_images/delicatessen_header.png

Delicatessen

delicatessen is a one-stop shop for all your sandwich (variance) needs. This Python 3.8+ library supports M-estimation, which is a general statistical framework for estimating unknown parameters. If you are an R user, I recommend looking into geex (Saul & Hudgens (2020)). delicatessen supports a variety of pre-built estimating equations as well as custom, user built estimating equations.

Here, we provide a brief overview of M-Estimation. For a more detailed, please refer to Stefanski & Boos (2002) or Boos & Stefanski (2013). M-estimation was developed to study the large sample properties of robust statistics. However, many common large-sample statistics can be expressed with estimating equations, so M-estimation provides a unified structure and a streamlined approach to estimation. Let the parameter of interest be the vector \(\theta = (\theta_1, \theta_2, ..., \theta_v)\) and data is observed for \(n\) independent units \(O_1, O_2, …, O_n\). An M-estimator, \(\hat{\theta}\), is the solution to the estimating equation \(\sum_{i=1}^{n} \psi(O_i, \hat{\theta}) = 0\) where \(\psi\) is a known \(v \times 1\)-dimension estimating function. M-estimators further provides a convenient and automatic method of calculating large-sample variance estimators via the empirical sandwich variance estimator:

\[V_n(O,\hat{\theta}) = B_n(O,\hat{\theta})^{-1} F_n(O,\hat{\theta}) \left(B_n(O,\hat{\theta})^{-1}\right)^T\]

where the ‘bread’ is

\[B_n(O,\hat{\theta}) = n^{-1} \sum_{i=1}^n - \psi'(O_i, \hat{\theta})\]

where the \(\psi'\) indicates the partial derivative, and the ‘filling’ is

\[F_n(O, \hat{\theta}) = n^{-1} \sum_{i=1}^n \psi(O_i, \hat{\theta}) \psi(O_i, \hat{\theta})^T\]

While M-Estimation is a general approach, widespread application is hindered by the corresponding derivative and matrix calculations. To circumvent these barriers, delicatessen automates M-estimators using numerical approximation methods.

The following description is a high-level overview.

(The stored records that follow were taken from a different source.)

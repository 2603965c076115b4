//! Domain Entities
//!
//! Pure domain models without infrastructure dependencies.
//! - CompletionSuggestion: autocomplete entry
//! - PlaceResult: resolved place (map marker)
//! - PreviewScene: street-level preview handle

mod completion;
mod place;
mod preview;

pub use completion::*;
pub use place::*;
pub use preview::*;
//! Service Ports
//!
//! Abstract interfaces for external services.

mod geo_search;
mod preview_scene;

pub use geo_search::*;
pub use preview_scene::*;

The user provides a \(v \times n\) array of estimating function(s) to the MEstimator class object. Next, the MEstimator object solves for \(\hat{\theta}\) using a root-finding algorithm. After successful completion of the root-finding, the bread is computed by numerically approximating the partial derivatives and the filling is calculated. Finally, the empirical sandwich variance is computed.

Installation:

To install delicatessen, use the following command in terminal or command prompt

python -m pip install delicatessen

Only two dependencies for delicatessen are: NumPy, SciPy.

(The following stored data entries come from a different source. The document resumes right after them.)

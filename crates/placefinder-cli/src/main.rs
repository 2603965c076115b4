//! Placefinder CLI - place search from the terminal
//!
//! Autocomplete, full search and street-level previews on top of
//! OpenStreetMap Nominatim and Mapillary.

mod config;
mod render;

use anyhow::{bail, Context, Result};
use clap::{Parser, Subcommand};
use colored::Colorize;
use dialoguer::{Input, Password, Select};
use placefinder::{
    Coordinate, NoPreviewScenes, OrchestratorState, PlaceResult, PreviewOutcome,
    PreviewSceneProvider, SearchOrchestrator, SearchOutcome,
};
use placefinder_osm::{MapillaryPreview, NominatimProvider};
use std::sync::Arc;
use std::time::Duration;
use tracing::debug;
use tracing_subscriber::EnvFilter;

use config::Config;

type Orchestrator = SearchOrchestrator<NominatimProvider, Box<dyn PreviewSceneProvider>>;

/// Upper bound on waiting for a suggestion round
const COMPLETION_WAIT: Duration = Duration::from_secs(15);

#[derive(Parser)]
#[command(name = "placefinder")]
#[command(about = "Placefinder CLI - place search, autocomplete and previews", long_about = None)]
#[command(version)]
struct Cli {
    #[command(subcommand)]
    command: Commands,
}

#[derive(Subcommand)]
enum Commands {
    /// Search for places
    Search {
        /// Search query (e.g., "coffee near Mint Plaza")
        query: String,
        /// Also return street addresses
        #[arg(short, long)]
        addresses: bool,
        /// Print the resulting state as JSON
        #[arg(long)]
        json: bool,
    },

    /// Suggest completions for a partial query
    Complete {
        /// Partial query
        fragment: String,
        /// Print suggestions as JSON
        #[arg(long)]
        json: bool,
    },

    /// Interactive search session
    Interactive,

    /// Look up a street-level preview near a coordinate
    Preview {
        #[arg(allow_negative_numbers = true)]
        latitude: f64,
        #[arg(allow_negative_numbers = true)]
        longitude: f64,
        /// Print the scene as JSON
        #[arg(long)]
        json: bool,
    },

    /// Store a Mapillary access token for previews
    Login {
        /// Access token (will prompt if not provided)
        #[arg(short, long)]
        token: Option<String>,
    },

    /// Show current configuration
    Config,
}

#[tokio::main]
async fn main() -> Result<()> {
    init_tracing();
    let cli = Cli::parse();

    match cli.command {
        Commands::Search { query, addresses, json } => cmd_search(query, addresses, json).await,
        Commands::Complete { fragment, json } => cmd_complete(fragment, json).await,
        Commands::Interactive => cmd_interactive().await,
        Commands::Preview { latitude, longitude, json } => {
            cmd_preview(latitude, longitude, json).await
        }
        Commands::Login { token } => cmd_login(token).await,
        Commands::Config => cmd_config(),
    }
}

/// Logs go to stderr so stdout stays clean for piping
fn init_tracing() {
    tracing_subscriber::fmt()
        .with_env_filter(
            EnvFilter::try_from_default_env().unwrap_or_else(|_| EnvFilter::new("warn")),
        )
        .with_writer(std::io::stderr)
        .init();
}

fn build_orchestrator(config: &Config) -> Result<Orchestrator> {
    let geo = NominatimProvider::new(config.nominatim_config())
        .context("Failed to create Nominatim client")?;

    let preview: Box<dyn PreviewSceneProvider> = match config.mapillary_config() {
        Some(mapillary) => Box::new(
            MapillaryPreview::new(mapillary).context("Failed to create Mapillary client")?,
        ),
        None => Box::new(NoPreviewScenes),
    };

    debug!(
        nominatim = %config.nominatim_url,
        previews = config.mapillary_token.is_some(),
        "Search session configured"
    );

    Ok(SearchOrchestrator::new(
        Arc::new(geo),
        preview,
        config.orchestrator_config(),
    ))
}

/// Send a fragment and wait until its suggestions have settled
async fn complete_fragment(orchestrator: &Orchestrator, fragment: &str) -> Result<OrchestratorState> {
    let mut rx = orchestrator.subscribe();
    orchestrator.update_fragment(fragment);

    let settled = tokio::time::timeout(COMPLETION_WAIT, rx.wait_for(|state| !state.completing))
        .await
        .context("Timed out waiting for suggestions")?
        .context("Search session closed")?
        .clone();

    Ok(settled)
}

// ============================================
// Command Implementations
// ============================================

async fn cmd_search(query: String, addresses: bool, json: bool) -> Result<()> {
    let mut config = Config::load()?;
    config.include_addresses |= addresses;
    let orchestrator = build_orchestrator(&config)?;

    let outcome = orchestrator.search(&query).await;
    let state = orchestrator.state();

    if json {
        let report = serde_json::json!({
            "query": query,
            "results": state.results,
            "viewport": state.viewport,
            "error": state.error,
        });
        println!("{}", serde_json::to_string_pretty(&report)?);
    } else {
        match outcome {
            SearchOutcome::Applied { count } if count > 0 => {
                render::print_results(&query, &state.results, state.viewport.as_ref());
            }
            SearchOutcome::Cleared => println!("Nothing to search for."),
            SearchOutcome::Failed | SearchOutcome::Superseded => {}
            _ => println!("No places found for '{}'", query),
        }
    }

    if let Some(error) = state.error {
        bail!(error);
    }

    Ok(())
}

async fn cmd_complete(fragment: String, json: bool) -> Result<()> {
    if fragment.trim().is_empty() {
        bail!("Fragment must not be empty");
    }

    let config = Config::load()?;
    let orchestrator = build_orchestrator(&config)?;
    let state = complete_fragment(&orchestrator, &fragment).await?;

    if let Some(error) = state.error {
        bail!(error);
    }

    if json {
        println!("{}", serde_json::to_string_pretty(&state.completions)?);
    } else {
        render::print_completions(&fragment, &state.completions);
    }

    Ok(())
}

async fn cmd_interactive() -> Result<()> {
    let config = Config::load()?;
    let orchestrator = build_orchestrator(&config)?;

    if config.mapillary_config().is_none() {
        println!(
            "{}",
            "Tip: run 'placefinder login' to enable street-level previews.".yellow()
        );
    }
    println!("{}", "Type a place to search, or leave empty to quit.".dimmed());

    loop {
        let text: String = Input::new()
            .with_prompt("Search")
            .allow_empty(true)
            .interact_text()
            .context("Failed to read input")?;

        if text.trim().is_empty() {
            break;
        }

        let state = complete_fragment(&orchestrator, &text).await?;
        if let Some(error) = &state.error {
            println!("{} {}", "✗".red(), error);
            orchestrator.dismiss_error();
            continue;
        }

        let mut choices = vec![format!("Search \"{}\"", text)];
        choices.extend(state.completions.iter().map(render::completion_label));

        let choice = Select::new()
            .with_prompt("Pick a suggestion")
            .items(&choices)
            .default(0)
            .interact()
            .context("Failed to read selection")?;

        let (query, outcome) = match choice {
            0 => (text.clone(), orchestrator.search(&text).await),
            n => {
                let completion = &state.completions[n - 1];
                (
                    completion.query(),
                    orchestrator.search_from_completion(completion).await,
                )
            }
        };

        let state = orchestrator.state();
        match outcome {
            SearchOutcome::Applied { count } if count > 0 => {
                render::print_results(&query, &state.results, state.viewport.as_ref());
            }
            SearchOutcome::Failed => {
                if let Some(error) = &state.error {
                    println!("{} {}", "✗".red(), error);
                }
                orchestrator.dismiss_error();
                continue;
            }
            _ => {
                println!("No places found for '{}'", query);
                continue;
            }
        }

        let Some(selected) = pick_result(&state.results)? else {
            continue;
        };

        match orchestrator.select(Some(&selected)).await {
            PreviewOutcome::Found => {
                if let Some(scene) = &orchestrator.state().preview {
                    render::print_scene(scene);
                }
            }
            PreviewOutcome::NoScene => println!("No preview available for {}", selected.name),
            PreviewOutcome::Failed => {
                println!("{} Preview unavailable for {}", "!".yellow(), selected.name)
            }
            _ => {}
        }
    }

    Ok(())
}

/// A single result is selected without asking
fn pick_result(results: &[PlaceResult]) -> Result<Option<PlaceResult>> {
    match results {
        [] => Ok(None),
        [only] => Ok(Some(only.clone())),
        _ => {
            let mut names: Vec<String> = results.iter().map(|r| r.name.clone()).collect();
            names.push("Back".dimmed().to_string());

            let index = Select::new()
                .with_prompt("Pick a place")
                .items(&names)
                .default(0)
                .interact()
                .context("Failed to read selection")?;

            Ok(results.get(index).cloned())
        }
    }
}

async fn cmd_preview(latitude: f64, longitude: f64, json: bool) -> Result<()> {
    let coordinate = Coordinate::new(latitude, longitude);
    if !coordinate.is_valid() {
        bail!("Invalid coordinate: {}, {}", latitude, longitude);
    }

    let config = Config::load()?;
    let mapillary = config
        .mapillary_config()
        .context("No Mapillary token. Run 'placefinder login' first.")?;
    let preview = MapillaryPreview::new(mapillary).context("Failed to create Mapillary client")?;

    let scene = preview
        .lookup_scene(coordinate)
        .await
        .context("Preview lookup failed")?;

    match (scene, json) {
        (scene, true) => println!("{}", serde_json::to_string_pretty(&scene)?),
        (Some(scene), false) => render::print_scene(&scene),
        (None, false) => println!("No preview available near {}", coordinate),
    }

    Ok(())
}

async fn cmd_login(token: Option<String>) -> Result<()> {
    let mut config = Config::load()?;

    let token = match token {
        Some(t) => t,
        None => Password::new()
            .with_prompt("Mapillary access token")
            .interact()
            .context("Failed to read access token")?,
    };

    config.set_mapillary_token(token);
    let mapillary = config
        .mapillary_config()
        .context("Access token must not be empty")?;

    // Test the token with a lookup near a well-covered spot
    let preview = MapillaryPreview::new(mapillary).context("Failed to create Mapillary client")?;
    print!("Testing token... ");

    match preview.lookup_scene(Coordinate::new(48.8584, 2.2945)).await {
        Ok(_) => println!("{}", "OK".green()),
        Err(e) => {
            println!("{}", "Failed".red());
            bail!("Could not query Mapillary: {}", e);
        }
    }

    config.save()?;
    println!(
        "{} Access token saved to {:?}",
        "✓".green(),
        Config::config_path()?
    );

    Ok(())
}

fn cmd_config() -> Result<()> {
    let config = Config::load()?;

    println!("{}", "Configuration:".bold());
    println!("  Path: {:?}", Config::config_path()?);
    println!("  Nominatim URL: {}", config.nominatim_url);
    println!("  User-Agent: {}", config.user_agent);
    println!("  Email: {}", config.email.as_deref().unwrap_or("None").cyan());
    println!("  Mapillary URL: {}", config.mapillary_url);
    println!(
        "  Mapillary Token: {}",
        if config.mapillary_token.is_some() {
            "Set".green()
        } else {
            "Not set".red()
        }
    );
    println!("  Preview Radius: {} m", config.preview_radius_meters);
    println!("  Debounce: {} ms", config.debounce_ms);
    println!(
        "  Limits: {} results, {} suggestions",
        config.search_limit, config.completion_limit
    );
    println!(
        "  Result Types: {}",
        config
            .result_types()
            .types()
            .iter()
            .map(ToString::to_string)
            .collect::<Vec<_>>()
            .join(", ")
    );

    Ok(())
}
//! ResultType - kinds of places a provider is asked for

use serde::{Deserialize, Serialize};

/// Kind of place result
#[derive(Debug, Clone, Copy, Serialize, Deserialize, PartialEq, Eq, Hash)]
#[serde(rename_all = "snake_case")]
pub enum ResultType {
    PointOfInterest,
    Address,
}

impl std::fmt::Display for ResultType {
    fn fmt(&self, f: &mut std::fmt::Formatter<'_>) -> std::fmt::Result {
        match self {
            ResultType::PointOfInterest => write!(f, "point_of_interest"),
            ResultType::Address => write!(f, "address"),
        }
    }
}

impl std::str::FromStr for ResultType {
    type Err = String;

    fn from_str(s: &str) -> Result<Self, Self::Err> {
        match s.to_lowercase().as_str() {
            "point_of_interest" | "poi" => Ok(ResultType::PointOfInterest),
            "address" => Ok(ResultType::Address),
            _ => Err(format!("Unknown result type: {}", s)),
        }
    }
}

/// Set of result types a request is restricted to
#[derive(Debug, Clone, Copy, Serialize, Deserialize, PartialEq, Eq, Hash)]
pub struct ResultTypeFilter {
    pub point_of_interest: bool,
    pub address: bool,
}

impl ResultTypeFilter {
    pub const fn points_of_interest() -> Self {
        Self {
            point_of_interest: true,
            address: false,
        }
    }

    pub const fn addresses() -> Self {
        Self {
            point_of_interest: false,
            address: true,
        }
    }

    pub const fn all() -> Self {
        Self {
            point_of_interest: true,
            address: true,
        }
    }

    pub fn contains(&self, result_type: ResultType) -> bool {
        match result_type {
            ResultType::PointOfInterest => self.point_of_interest,
            ResultType::Address => self.address,
        }
    }

    /// Enabled types in a stable order
    pub fn types(&self) -> Vec<ResultType> {
        [ResultType::PointOfInterest, ResultType::Address]
            .into_iter()
            .filter(|t| self.contains(*t))
            .collect()
    }
}

impl Default for ResultTypeFilter {
    fn default() -> Self {
        Self::points_of_interest()
    }
}

#[cfg(test)]
mod tests {
    use super::*;

    #[test]
    fn test_default_is_points_of_interest_only() {
        let filter = ResultTypeFilter::default();
        assert!(filter.contains(ResultType::PointOfInterest));
        assert!(!filter.contains(ResultType::Address));
        assert_eq!(filter.types(), vec![ResultType::PointOfInterest]);
    }

    #[test]
    fn test_parse() {
        assert_eq!("POI".parse::<ResultType>(), Ok(ResultType::PointOfInterest));
        assert_eq!("address".parse::<ResultType>(), Ok(ResultType::Address));
        assert!("street".parse::<ResultType>().is_err());
    }
}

While pandas is not necessary, several examples are demonstrated with pandas for ease of data processing. To replicate the tests in tests/ you will need to install pandas, statsmodels and pytest (but these are not necessary for use of the package).

Citation:

Please use the following citation for delicatessen: Zivich PN, Klose M, Cole SR, Edwards JK, & Shook-Sa BE. (2022). Delicatessen: M-Estimation in Python. arXiv preprint arXiv:2203.11300. URL

@article{zivich2022,
  title={Delicatessen: M-estimation in Python},
  author={Zivich, Paul N and Klose, Mark and Cole, Stephen R and Edwards, Jessie K and Shook-Sa, Bonnie E},
  journal={arXiv preprint arXiv:2203.11300},
  year={2022}
}

Contents:

Code and Issue Tracker

Please report bugs, issues, or feature requests on GitHub at pzivich/Delicatessen.

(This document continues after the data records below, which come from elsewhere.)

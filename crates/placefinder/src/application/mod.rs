//! Application Layer
//!
//! Use cases built on the domain and ports:
//! - `SearchOrchestrator`: session state, supersession, publishing
//! - `AutocompleteFeed`: sequence-gated suggestion delivery

mod config;
mod feed;
mod orchestrator;
mod slot;

pub use config::{OrchestratorConfig, DEFAULT_COMPLETION_LIMIT, DEFAULT_SEARCH_LIMIT};
pub use feed::{AutocompleteFeed, CompletionDelegate, FeedConfig};
pub use orchestrator::{PreviewOutcome, SearchOrchestrator, SearchOutcome};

Otherwise, you may contact me via email (gmail: zivich.5).

References

Zivich PN, Klose M, Cole SR, Edwards JK, & Shook-Sa BE. (2022). Delicatessen: M-Estimation in Python. arXiv preprint arXiv:2203.11300.

Stefanski LA, & Boos DD. (2002). The calculus of M-estimation. The American Statistician, 56(1), 29-38.

Boos DD, & Stefanski LA. (2013). M-estimation (estimating equations). In Essential Statistical Inference (pp. 297-337). Springer, New York, NY.

Saul BC, & Hudgens MG. (2020). The Calculus of M-Estimation in R with geex. Journal of Statistical Software, 92(2).